2011 Olympus BioScapes winners (special photography)


The 2011 Olympus BioScapes competition brings the beauty of micro-organisms out of the lab. Here is a gallery of our favourite images from the contest, including petite plankton, dinky Drosophila and miniscule mould spores.
Strawberry ovaries (click to enlarge image)
 These fruit-fly ovaries look almost like strawberries hanging from a vine due to the background staining, which has coloured them red. Gunnar Newquist of the University of Nevada, Reno, took seventh place with this image, which highlights the muscular and neural structure of the Drosophila melanogaster reproductive system through fluorescence microscopy.
(Image: Gunnar Newquist)
Hairy wheels (click to enlarge image)
 The fast-moving cilia, or hairs, that give this rotifer – "wheel bearer" – the illusion of rotating wheels are frozen in time in this winning image from the 2011 Olympus BioScapes competition. The cilia on the lobes of the rotifer Floscularia ringens gather food particles from the surrounding water and direct them toward its mouth. Charles Krebs of Issaquah, Washington, used a technique called differential interference contrast microscopy to make this image of the creature sitting in a self-made tube constructed from detritus.
(Image: Charles Krebs)
Art or amoeba? (click to enlarge image)
It's hard to imagine a skeleton that looks as beautiful as the single-celled radiolarian does in this image, which received honourable mention. The picture, created by Christopher Jackson of Bern, Switzerland, captures the mobile amoeba's mineral skeleton through the bright-field imaging technique with extended depth of field. These protozoans are found throughout the ocean and their skeletons cover the ocean floor, making up radiolarian ooze.
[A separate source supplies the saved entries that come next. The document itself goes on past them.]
//! Interactive boundary: input validation, panels, and the client that
//! routes user actions into the history.

use crate::classifier::{classify, Category, Tone};
use crate::configuration::DisplaySettings;
use crate::gateway::{fetch_history_or_empty, GatewayError, MeasurementGateway};
use crate::history::HistoryReconciler;
use crate::models::{Measurement, MeasurementDetail};
use crate::normalizer::normalize;
use crate::render::{RenderSink, CATEGORY_PLACEHOLDER, TEMPERATURE_PLACEHOLDER};
use log::{error, info};
use std::collections::VecDeque;
use thiserror::Error;

pub const CITIES: [&str; 15] = [
    "Buenos Aires",
    "Córdoba",
    "Rosario",
    "Mendoza",
    "La Plata",
    "Mar del Plata",
    "Bahía Blanca",
    "Tucumán",
    "Neuquén",
    "Bariloche",
    "Ushuaia",
    "Salta",
    "Santa Fe",
    "Corrientes",
    "Posadas",
];

#[derive(Debug, Error, PartialEq, Eq)]
pub enum InputError {
    #[error("Por favor, ingresá un valor numérico.")]
    NotANumber,
    #[error("Ingresá una ciudad antes de buscar.")]
    EmptyCity,
}

#[derive(Debug, Error)]
pub enum ClientError {
    #[error(transparent)]
    Input(#[from] InputError),
    #[error("Error consultando la API. Revisá la consola.")]
    Lookup(#[source] GatewayError),
    #[error("No se pudo obtener datos de la ciudad.")]
    NoData,
}

/// Reads a temperature the way a lenient numeric field does: leading
/// whitespace is skipped and the longest numeric prefix wins, so `"12abc"`
/// reads as 12.
pub fn parse_temperature(input: &str) -> Result<f64, InputError> {
    let input = input.trim_start();
    input
        .char_indices()
        .map(|(i, c)| i + c.len_utf8())
        .rev()
        .find_map(|end| input[..end].parse::<f64>().ok())
        .filter(|t| t.is_finite())
        .ok_or(InputError::NotANumber)
}

pub fn parse_city(input: &str) -> Result<String, InputError> {
    let city = input.trim();
    if city.is_empty() {
        return Err(InputError::EmptyCity);
    }
    Ok(city.to_owned())
}

/// Known cities starting with `prefix`, ignoring case.
pub fn autocomplete(prefix: &str) -> Vec<&'static str> {
    let prefix = prefix.trim().to_lowercase();
    if prefix.is_empty() {
        return Vec::new();
    }
    CITIES
        .iter()
        .copied()
        .filter(|city| city.to_lowercase().starts_with(&prefix))
        .collect()
}

#[derive(Clone, Debug, PartialEq, Eq)]
pub enum Command {
    Classify(String),
    Search(String),
    Suggest(String),
    History,
    Quit,
    Unknown(String),
}

impl Command {
    pub fn parse(line: &str) -> Self {
        let line = line.trim();
        let (verb, rest) = line.split_once(char::is_whitespace).unwrap_or((line, ""));
        let rest = rest.trim().to_owned();
        match verb.to_lowercase().as_str() {
            "clasificar" => Command::Classify(rest),
            "buscar" => Command::Search(rest),
            "sugerir" => Command::Suggest(rest),
            "historial" => Command::History,
            "salir" => Command::Quit,
            _ => Command::Unknown(line.to_owned()),
        }
    }
}

/// Result of the last manual classification.
#[derive(Clone, Debug, PartialEq)]
pub struct MonitorPanel {
    pub temperature: f64,
    pub category: Category,
    pub tone: Tone,
    pub gauge_percent: f64,
}

/// Result of the last successful city lookup.
#[derive(Clone, Debug, PartialEq)]
pub struct CityPanel {
    pub temperature: String,
    pub category: Option<Category>,
    pub detail: MeasurementDetail,
}

pub struct Client<G, S: RenderSink> {
    gateway: G,
    history: HistoryReconciler<S>,
    monitor: Option<MonitorPanel>,
    city_panel: Option<CityPanel>,
    searched: VecDeque<String>,
}

impl<G: MeasurementGateway, S: RenderSink> Client<G, S> {
    pub fn new(gateway: G, sink: S, display: DisplaySettings) -> Self {
        Self {
            gateway,
            history: HistoryReconciler::new(sink, display),
            monitor: None,
            city_panel: None,
            searched: VecDeque::new(),
        }
    }

    /// Loads the stored history. Must complete before user actions are
    /// accepted so the initial rows keep their chronological order.
    pub async fn start(&mut self) -> usize {
        let payload = fetch_history_or_empty(&self.gateway).await;
        self.history.load_bulk(&payload)
    }

    pub fn classify_manual(&mut self, input: &str) -> Result<&MonitorPanel, ClientError> {
        let temperature = parse_temperature(input)?;
        let category = classify(temperature);
        self.history.record_manual(temperature);
        Ok(&*self.monitor.insert(MonitorPanel {
            temperature,
            category,
            tone: category.tone(),
            gauge_percent: normalize(temperature),
        }))
    }

    /// On failure the panels and the history are left as they were.
    pub async fn search_city(&mut self, input: &str) -> Result<Measurement, ClientError> {
        let city = parse_city(input)?;
        let raw = self.gateway.submit_city_query(&city).await.map_err(|e| {
            error!("Error querying city {}: {}", city, e);
            ClientError::Lookup(e)
        })?;
        if raw.is_null() {
            return Err(ClientError::NoData);
        }

        let measurement = self.history.record_city_lookup(&raw, &city).clone();
        let timestamp = self.history.format_timestamp(&measurement);
        let temperature = measurement
            .temperature
            .map(|t| format!("{:.1}", t))
            .unwrap_or_else(|| TEMPERATURE_PLACEHOLDER.to_owned());
        self.searched.push_front(format!(
            "{} – {} °C ({})",
            measurement.city_label,
            measurement
                .temperature
                .map(|t| t.to_string())
                .unwrap_or_else(|| TEMPERATURE_PLACEHOLDER.to_owned()),
            measurement
                .category
                .map(|c| c.label())
                .unwrap_or(CATEGORY_PLACEHOLDER),
        ));
        self.city_panel = Some(CityPanel {
            temperature,
            category: measurement.category,
            detail: MeasurementDetail::from_lookup(&raw, &measurement, &timestamp),
        });
        info!("Recorded lookup for {}", measurement.city_label);
        Ok(measurement)
    }

    pub fn history(&self) -> &HistoryReconciler<S> {
        &self.history
    }

    pub fn monitor(&self) -> Option<&MonitorPanel> {
        self.monitor.as_ref()
    }

    pub fn city_panel(&self) -> Option<&CityPanel> {
        self.city_panel.as_ref()
    }

    /// Searched cities, newest first.
    pub fn searched_cities(&self) -> impl Iterator<Item = &str> {
        self.searched.iter().map(String::as_str)
    }
}
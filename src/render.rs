//! Output side of the history: rows handed to a sink with an insertion
//! directive. The sink never owns the ordering, the reconciler does.

use crate::models::Measurement;
use std::collections::VecDeque;
use std::io::Write;

pub const TEMPERATURE_PLACEHOLDER: &str = "--";
pub const CATEGORY_PLACEHOLDER: &str = "Sin datos";

#[derive(Clone, Debug, PartialEq)]
pub struct RenderedRow {
    pub id: uuid::Uuid,
    pub city_label: String,
    pub temperature: String,
    pub category: String,
    pub timestamp: String,
}

impl RenderedRow {
    pub fn project(measurement: &Measurement, timestamp_format: &str) -> Self {
        Self {
            id: measurement.id,
            city_label: measurement.city_label.clone(),
            temperature: measurement
                .temperature
                .map(|t| t.to_string())
                .unwrap_or_else(|| TEMPERATURE_PLACEHOLDER.to_owned()),
            category: measurement
                .category
                .map(|c| c.label().to_owned())
                .unwrap_or_else(|| CATEGORY_PLACEHOLDER.to_owned()),
            timestamp: measurement.timestamp.format(timestamp_format).to_string(),
        }
    }
}

pub trait RenderSink {
    fn append(&mut self, row: &RenderedRow);
    fn prepend(&mut self, row: &RenderedRow);
    fn clear(&mut self);
}

/// Keeps rendered rows in memory, in display order.
#[derive(Debug, Default)]
pub struct MemorySink {
    rows: VecDeque<RenderedRow>,
}

impl MemorySink {
    pub fn new() -> Self {
        Self::default()
    }

    pub fn rows(&self) -> impl Iterator<Item = &RenderedRow> {
        self.rows.iter()
    }

    pub fn len(&self) -> usize {
        self.rows.len()
    }

    pub fn is_empty(&self) -> bool {
        self.rows.is_empty()
    }
}

impl RenderSink for MemorySink {
    fn append(&mut self, row: &RenderedRow) {
        self.rows.push_back(row.clone());
    }

    fn prepend(&mut self, row: &RenderedRow) {
        self.rows.push_front(row.clone());
    }

    fn clear(&mut self) {
        self.rows.clear();
    }
}

/// Prints the history table to a writer. Appends stream a single line;
/// a prepend redraws the whole table so the new row shows on top.
pub struct TerminalSink<W: Write> {
    out: W,
    table: MemorySink,
    header_written: bool,
}

impl TerminalSink<std::io::Stdout> {
    pub fn stdout() -> Self {
        Self::new(std::io::stdout())
    }
}

impl<W: Write> TerminalSink<W> {
    pub fn new(out: W) -> Self {
        Self {
            out,
            table: MemorySink::new(),
            header_written: false,
        }
    }

    pub fn into_inner(self) -> W {
        self.out
    }

    fn line(row: &RenderedRow) -> String {
        format!(
            "{:<20} {:>8} {:<14} {}",
            row.city_label, row.temperature, row.category, row.timestamp
        )
    }

    fn write_line(&mut self, line: &str) {
        if let Err(e) = writeln!(self.out, "{}", line) {
            log::error!("Failed to write history row: {}", e);
        }
    }

    pub fn redraw(&mut self) {
        let lines: Vec<String> = self.table.rows().map(Self::line).collect();
        self.write_header();
        for line in lines {
            self.write_line(&line);
        }
    }

    fn write_header(&mut self) {
        self.write_line(&Self::header());
        self.header_written = true;
    }

    fn header() -> String {
        format!("{:<20} {:>8} {:<14} {}", "Ciudad", "Temp.", "Categoría", "Fecha")
    }
}

impl<W: Write> RenderSink for TerminalSink<W> {
    fn append(&mut self, row: &RenderedRow) {
        self.table.append(row);
        if !self.header_written {
            self.write_header();
        }
        self.write_line(&Self::line(row));
    }

    fn prepend(&mut self, row: &RenderedRow) {
        self.table.prepend(row);
        self.redraw();
    }

    fn clear(&mut self) {
        self.table.clear();
    }
}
(Image: Christopher B. Jackson)
Grass cut (click to enlarge image)
 A cross-section of a marsh grass of the genus Juncus is shown here emitting light naturally in a process called autofluorescence. The chlorophyll on the outside of the leaf can be seen in red in the image, which was shot by Jan Martinek of the Czech Republic. The vascular bundles – structures that transport water and minerals through the plant – are shown in blue. This image also received honourable mention in the competition.
(Image: Jan Martinek)
Fluorescent fungus (click to enlarge image)
 Slime mould is no ordinary mould - it's a fungus that also has animal genes. Although they possess no nervous system, slime moulds have been shown to navigate mazes and communicate with one another. The spores of the slime mould Physarum leucophaeum are seen here in a fluorescent micrograph from Dalibor MatĂ˝sek of VĹ B-Technical University of Ostrava, Czech Republic. His image received honourable mention and shows off the beautiful patterns and structures of this strange creature.